■ **TASK PROMPT**:
Copy each line below holding "paths".

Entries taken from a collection
━━━━━━━━━━━━━━━━━━━━
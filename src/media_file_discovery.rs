//! Track catalog built from audio files found on disk.

use std::{
    collections::HashSet,
    fs,
    path::{Path, PathBuf},
};

use log::{debug, info, warn};

use crate::track::Track;

const AUDIO_EXTENSIONS: [&str; 7] = ["mp3", "wav", "ogg", "flac", "aac", "m4a", "mp4"];

pub fn is_audio_path(path: &Path) -> bool {
    let Some(extension) = path.extension().and_then(|ext| ext.to_str()) else {
        return false;
    };
    AUDIO_EXTENSIONS
        .iter()
        .any(|known| extension.eq_ignore_ascii_case(known))
}

/// Accumulates catalog tracks, each path at most once.
#[derive(Default)]
struct CatalogBuilder {
    seen: HashSet<PathBuf>,
    tracks: Vec<Track>,
}

impl CatalogBuilder {
    fn add_path(&mut self, path: &Path) {
        if path.is_dir() {
            self.add_folder(path);
        } else if path.is_file() {
            self.add_file(path.to_path_buf());
        } else {
            debug!("Ignoring missing path {}", path.display());
        }
    }

    fn add_file(&mut self, path: PathBuf) {
        if is_audio_path(&path) && self.seen.insert(path.clone()) {
            self.tracks.push(Track::from_path(path));
        }
    }

    fn add_folder(&mut self, root: &Path) {
        let mut folders = vec![root.to_path_buf()];
        while let Some(folder) = folders.pop() {
            let listing = match fs::read_dir(&folder) {
                Ok(listing) => listing,
                Err(err) => {
                    warn!("Skipping unreadable folder {}: {}", folder.display(), err);
                    continue;
                }
            };
            for child in listing {
                let child = match child {
                    Ok(child) => child,
                    Err(err) => {
                        warn!("Skipping unreadable entry in {}: {}", folder.display(), err);
                        continue;
                    }
                };
                match child.file_type() {
                    Ok(kind) if kind.is_dir() => folders.push(child.path()),
                    Ok(kind) if kind.is_file() => self.add_file(child.path()),
                    Ok(_) => {}
                    Err(err) => debug!("Failed to inspect {}: {}", child.path().display(), err),
                }
            }
        }
    }

    /// Catalog order is path order.
    fn finish(mut self) -> Vec<Track> {
        self.tracks.sort_by(|a, b| a.path.cmp(&b.path));
        self.tracks
    }
}

/// Builds tracks from a mix of audio files and folders.
pub fn tracks_from_paths(paths: &[PathBuf]) -> Vec<Track> {
    let mut catalog = CatalogBuilder::default();
    for path in paths {
        catalog.add_path(path);
    }
    catalog.finish()
}

/// Scans the configured library folders.
pub fn scan_library_folders(folders: &[String]) -> Vec<Track> {
    let mut catalog = CatalogBuilder::default();
    for folder in folders {
        catalog.add_path(Path::new(folder));
    }
    let tracks = catalog.finish();
    info!(
        "Library scan found {} track(s) in {} folder(s)",
        tracks.len(),
        folders.len()
    );
    tracks
}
━━━━━━━━━━━━━━━━━━━━
■ **ANSWER SPACE**:
pub fn tracks_from_paths(paths: &[PathBuf]) -> Vec<Track> {
    for path in paths {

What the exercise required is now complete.